Although the bill received a majority of votes, overturning a veto requires the bill to pass by a two-thirds margin.
The “Restoring Americans’ Healthcare Freedom Reconciliation Act” (H.R. 3762) would have denied Planned Parenthood, the nation's leading abortion provider, funding from Medicaid. Planned Parenthood performed 323,999 abortions and received $553.7 million from taxpayers in 2014 alone, according to its most recent annual report.
In House debate, some of the bill's supporters invoked the founder of Planned Parenthood's support for eugenics.
“Margaret Sanger is connected to some of the ugliest segments in our history,” said Rep. Glenn Grothman, R-WI, on the House floor Tuesday afternoon. “If you really want to strike a blow for equality,” he said, defund Planned Parenthood.

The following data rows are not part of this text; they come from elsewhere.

// Path: crates/vmcore-storage/src/chunk.rs
//! The `Chunk`: a growable byte buffer bounded by the protocol's 64 KiB
//! capacity constant (spec.md §4.2).

use parking_lot::RwLock;
use std::sync::atomic::{AtomicBool, AtomicUsize, Ordering};
use thiserror::Error;
use vmcore_types::digest::Hasher;
use vmcore_types::Digest;

/// The protocol-wide maximum chunk capacity (spec.md §3).
pub const CHUNK_CAPACITY_MAX: usize = 64 * 1024;

#[derive(Debug, Error, PartialEq, Eq)]
pub enum ChunkError {
    #[error("requested capacity {0} exceeds the {CHUNK_CAPACITY_MAX}-byte protocol maximum")]
    CapacityTooLarge(usize),
    #[error("offset/size ({offset}, {size}) is out of bounds for a chunk of capacity {capacity}")]
    OutOfBounds {
        offset: usize,
        size: usize,
        capacity: usize,
    },
    #[error("chunk is not writable")]
    NotWritable,
    #[error("delta digest mismatch: chunk reverted to its pre-delta state")]
    InvalidDelta,
}

/// A growable byte buffer with a writable flag, a size readable
/// concurrently via an atomic counter, and bytes guarded by an exclusive
/// content mutex used only by size-changing and delta-applying operations
/// (spec.md §3, §4.2).
#[derive(Debug)]
pub struct Chunk {
    capacity: usize,
    writable: AtomicBool,
    size: AtomicUsize,
    /// Always `capacity` bytes long; only `[0, size)` is logically valid.
    /// Bytes outside that range are guaranteed zero at session boundaries
    /// (the zero-fill invariant of spec.md §3).
    bytes: RwLock<Vec<u8>>,
}

impl Chunk {
    pub fn new(capacity: usize, writable: bool) -> Result<Self, ChunkError> {
        if capacity > CHUNK_CAPACITY_MAX {
            return Err(ChunkError::CapacityTooLarge(capacity));
        }
        Ok(Self {
            capacity,
            writable: AtomicBool::new(writable),
            size: AtomicUsize::new(0),
            bytes: RwLock::new(vec![0u8; capacity]),
        })
    }

    /// An empty, zero-capacity chunk. Infallible: zero never exceeds the
    /// capacity bound, used for migration placeholders.
    pub fn empty(writable: bool) -> Self {
        Self {
            capacity: 0,
            writable: AtomicBool::new(writable),
            size: AtomicUsize::new(0),
            bytes: RwLock::new(Vec::new()),
        }
    }

    pub fn with_initial_bytes(capacity: usize, initial: &[u8], writable: bool) -> Result<Self, ChunkError> {
        let chunk = Self::new(capacity, writable)?;
        {
            let mut buf = chunk.bytes.write();
            let n = initial.len().min(capacity);
            buf[..n].copy_from_slice(&initial[..n]);
        }
        chunk.size.store(initial.len().min(capacity), Ordering::Release);
        Ok(chunk)
    }

    pub fn capacity(&self) -> usize {
        self.capacity
    }

    pub fn size(&self) -> usize {
        self.size.load(Ordering::Acquire)
    }

    pub fn is_writable(&self) -> bool {
        self.writable.load(Ordering::Acquire)
    }

    pub fn set_writable(&self, flag: bool) {
        self.writable.store(flag, Ordering::Release);
    }

    /// Sets the chunk's size, zeroing bytes `[n, oldSize)` when shrinking
    /// (spec.md §4.2). Requires `n <= capacity`.
    pub fn set_size(&self, n: usize) -> Result<(), ChunkError> {
        if n > self.capacity {
            return Err(ChunkError::OutOfBounds {
                offset: n,
                size: 0,
                capacity: self.capacity,
            });
        }
        let mut buf = self.bytes.write();
        let old = self.size.load(Ordering::Acquire);
        if n < old {
            buf[n..old].fill(0);
        }
        self.size.store(n, Ordering::Release);
        Ok(())
    }

    /// Pre-block allocation; not called mid-execution (spec.md §4.2). The
    /// buffer is already allocated to `capacity` at construction time, so
    /// this only validates the request fits.
    pub fn reserve(&self, n: usize) -> Result<(), ChunkError> {
        if n > self.capacity {
            return Err(ChunkError::CapacityTooLarge(n));
        }
        Ok(())
    }

    /// Post-block compaction. Idempotent.
    pub fn shrink(&self) {
        self.bytes.write().shrink_to_fit();
    }

    /// Bounds-checked read of `size` bytes starting at `offset`.
    pub fn read_at(&self, offset: usize, size: usize) -> Result<Vec<u8>, ChunkError> {
        self.check_bounds(offset, size)?;
        let buf = self.bytes.read();
        Ok(buf[offset..offset + size].to_vec())
    }

    /// Bounds-checked write; requires the chunk be writable.
    pub fn write_at(&self, offset: usize, data: &[u8]) -> Result<(), ChunkError> {
        if !self.is_writable() {
            return Err(ChunkError::NotWritable);
        }
        self.check_bounds(offset, data.len())?;
        let mut buf = self.bytes.write();
        buf[offset..offset + data.len()].copy_from_slice(data);
        Ok(())
    }

    /// XORs `size` bytes of `xor_bytes` into the chunk at `offset`. Used
    /// both to apply and, on digest mismatch, to revert a delta (XOR is
    /// self-inverse; spec.md §4.2).
    pub fn xor_at(&self, offset: usize, xor_bytes: &[u8]) -> Result<(), ChunkError> {
        self.check_bounds(offset, xor_bytes.len())?;
        let mut buf = self.bytes.write();
        for (i, b) in xor_bytes.iter().enumerate() {
            buf[offset + i] ^= b;
        }
        Ok(())
    }

    /// Reads the `width` (≤ 8) bytes at `offset` as a little-endian `u64`,
    /// wrapping-adds `delta`, and writes the result back — all under one
    /// acquisition of the content mutex, so concurrent additive commits from
    /// distinct requests never interleave a read with another's write
    /// (spec.md §4.5 commit, §5 shared resources). `width < 8` truncates the
    /// result to that many low-order bytes, matching a narrower integer
    /// width.
    pub fn add_le_at(&self, offset: usize, width: usize, delta: u64) -> Result<(), ChunkError> {
        self.check_bounds(offset, width)?;
        if width == 0 || width > 8 {
            return Err(ChunkError::OutOfBounds {
                offset,
                size: width,
                capacity: self.capacity,
            });
        }
        let mut buf = self.bytes.write();
        let mut raw = [0u8; 8];
        raw[..width].copy_from_slice(&buf[offset..offset + width]);
        let current = u64::from_le_bytes(raw);
        let updated = current.wrapping_add(delta).to_le_bytes();
        buf[offset..offset + width].copy_from_slice(&updated[..width]);
        Ok(())
    }

    fn check_bounds(&self, offset: usize, size: usize) -> Result<(), ChunkError> {
        let end = offset.checked_add(size).ok_or(ChunkError::OutOfBounds {
            offset,
            size,
            capacity: self.capacity,
        })?;
        if end > self.capacity {
            return Err(ChunkError::OutOfBounds {
                offset,
                size,
                capacity: self.capacity,
            });
        }
        Ok(())
    }

    /// 32-byte digest over `(size, bytes[0..size])` (spec.md §4.2). Excludes
    /// the zero-filled tail so the zero-fill invariant does not perturb it.
    pub fn calculate_digest(&self) -> Digest {
        let buf = self.bytes.read();
        let size = self.size.load(Ordering::Acquire);
        let mut hasher = Hasher::new();
        hasher.update(&(size as u64).to_be_bytes());
        hasher.update(&buf[..size]);
        hasher.finish()
    }

    /// Applies a parsed per-chunk delta (spec.md §4.2, §6.4): resolves the
    /// wire's `chunkSize-xor` field against the chunk's size *before* this
    /// delta (`examples/original_source/src/heap/Chunk.cpp`'s
    /// `applyDeltaReversible`: `chunkSize ^ readVarSize(...)`), XORs every
    /// op in order, then sets the resolved size, then verifies
    /// `expected_digest`. On mismatch, reapplies the same ops (XOR
    /// self-inverse) and restores the old size before signalling
    /// `InvalidDelta`.
    pub fn apply_delta(&self, expected_digest: Digest, delta: &crate::delta::ChunkDelta) -> Result<(), ChunkError> {
        let old_size = self.size();
        let new_size = old_size ^ delta.size_xor;
        self.apply_ops(delta)?;
        self.set_size(new_size)?;

        if self.calculate_digest() == expected_digest {
            return Ok(());
        }

        // Revert: XOR is self-inverse, so reapplying the same ops undoes
        // them exactly, then restore the original size and shrink.
        self.apply_ops(delta)?;
        self.set_size(old_size)?;
        self.shrink();
        Err(ChunkError::InvalidDelta)
    }

    fn apply_ops(&self, delta: &crate::delta::ChunkDelta) -> Result<(), ChunkError> {
        for op in &delta.ops {
            self.xor_at(op.offset, &op.xor_bytes)?;
        }
        Ok(())
    }
}

#[cfg(test)]
mod tests {
    use super::*;
    use crate::delta::{ChunkDelta, DeltaOp};

    #[test]
    fn set_size_zero_fills_shrunk_tail() {
        let chunk = Chunk::new(16, true).unwrap();
        chunk.write_at(0, &[1, 2, 3, 4]).unwrap();
        chunk.set_size(4).unwrap();
        chunk.set_size(2).unwrap();
        chunk.set_size(4).unwrap();
        let bytes = chunk.read_at(0, 4).unwrap();
        assert_eq!(bytes, vec![1, 2, 0, 0]);
    }

    #[test]
    fn readonly_chunk_rejects_writes() {
        let chunk = Chunk::new(8, false).unwrap();
        assert_eq!(chunk.write_at(0, &[1]), Err(ChunkError::NotWritable));
    }

    #[test]
    fn out_of_bounds_access_is_rejected() {
        let chunk = Chunk::new(8, true).unwrap();
        assert!(chunk.write_at(7, &[1, 2]).is_err());
    }

    #[test]
    fn delta_involution_on_digest_mismatch() {
        let chunk = Chunk::new(8, true).unwrap();
        chunk.write_at(0, &[1, 2, 3, 4, 5, 6, 7, 8]).unwrap();
        let before = chunk.read_at(0, 8).unwrap();

        let delta = ChunkDelta {
            size_xor: 8,
            ops: vec![DeltaOp {
                offset: 2,
                xor_bytes: vec![0xFF, 0xFF],
            }],
        };
        let wrong_digest = Digest::of(b"not the real digest");
        let result = chunk.apply_delta(wrong_digest, &delta);
        assert_eq!(result, Err(ChunkError::InvalidDelta));

        let after = chunk.read_at(0, 8).unwrap();
        assert_eq!(before, after, "chunk must be bit-exactly restored");
    }

    #[test]
    fn add_le_at_wraps_within_the_declared_width() {
        let chunk = Chunk::new(8, true).unwrap();
        chunk.write_at(0, &1234u64.to_le_bytes()).unwrap();
        chunk.add_le_at(0, 8, 556_677).unwrap();
        let bytes = chunk.read_at(0, 8).unwrap();
        assert_eq!(u64::from_le_bytes(bytes.try_into().unwrap()), 557_911);
    }

    #[test]
    fn delta_applies_cleanly_when_digest_matches() {
        let chunk = Chunk::new(8, true).unwrap();
        chunk.write_at(0, &[0, 0, 0, 0]).unwrap();

        let delta = ChunkDelta {
            size_xor: 4,
            ops: vec![DeltaOp {
                offset: 0,
                xor_bytes: vec![1, 2, 3, 4],
            }],
        };
        let mut expected = chunk.read_at(0, 4).unwrap();
        for (b, x) in expected.iter_mut().zip(&delta.ops[0].xor_bytes) {
            *b ^= x;
        }
        let expected_digest = {
            let mut hasher = vmcore_types::digest::Hasher::new();
            hasher.update(&(4u64).to_be_bytes());
            hasher.update(&expected);
            hasher.finish()
        };

        chunk.apply_delta(expected_digest, &delta).unwrap();
        assert_eq!(chunk.read_at(0, 4).unwrap(), expected);
    }

    #[test]
    fn delta_size_field_is_xored_against_the_pre_delta_size() {
        let chunk = Chunk::new(16, true).unwrap();
        chunk.set_size(4).unwrap();
        assert_eq!(chunk.size(), 4);

        // Growing from 4 to 10 bytes: the wire field is `4 ^ 10`, not `10`.
        let delta = ChunkDelta {
            size_xor: 4 ^ 10,
            ops: vec![],
        };
        let expected_digest = {
            let buf = chunk.read_at(0, 10).unwrap();
            let mut hasher = vmcore_types::digest::Hasher::new();
            hasher.update(&(10u64).to_be_bytes());
            hasher.update(&buf);
            hasher.finish()
        };
        chunk.apply_delta(expected_digest, &delta).unwrap();
        assert_eq!(chunk.size(), 10);
    }
}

However, Democratic representative Sheila Jackson Lee, D-TX, invoked her daughter's birthday while supporting taxpayer funding of Planned Parenthood.
Several others invoked the recent indictment of David Daleiden to say that Planned Parenthood had been guiltless of trafficking in human organs and deserved taxpayer subsidies. Republicans “want to ignore all the facts about the grand jury investigation, that vindicated Planned Parenthood and said that their accusers instead should be indicted, said Chris Van Hollen, D-MD.
Few were surprised by the vote's failure. To get the bill onto President Obama's desk, Congressional Republicans had to use the reconciliation process, a budgetary rule that does not allow for a filibuster. Senate Democrats, who control 46 seats, have successfully used the return to regular order to stymie numerous Republican or conservative priorities.
If the bill could not muster 60 votes to stave off a Democratic filibuster, it could not be expected to receive two-thirds of the votes necessary for an override.
The reconciliation bill passed the Senate on December 3 and the House on January 6, before Obama vetoed it. That left in place a $1.1 trillion omnibus spending bill, largely negotiated by former House Speaker John Boehner, which fully funded Planned Parenthood.
The president sternly opposed the bill in part because it would have repealed several of the defining provisions of the Affordable Care Act, conventionally known as ObamaCare.
Chief among these is the Independent Payment Advisory Board (IPAB), an unelected board that critics say is charged with rationing health care in order to reduce costs.
It would also repeal the individual mandate, the employer mandate, the medical device tax, and other provisions unpopular with the law's free market critics.
A recent Marist poll found that 70 percent of Americans oppose taxpayer funding of abortion, including a majority of who describe themselves as “pro-choice.”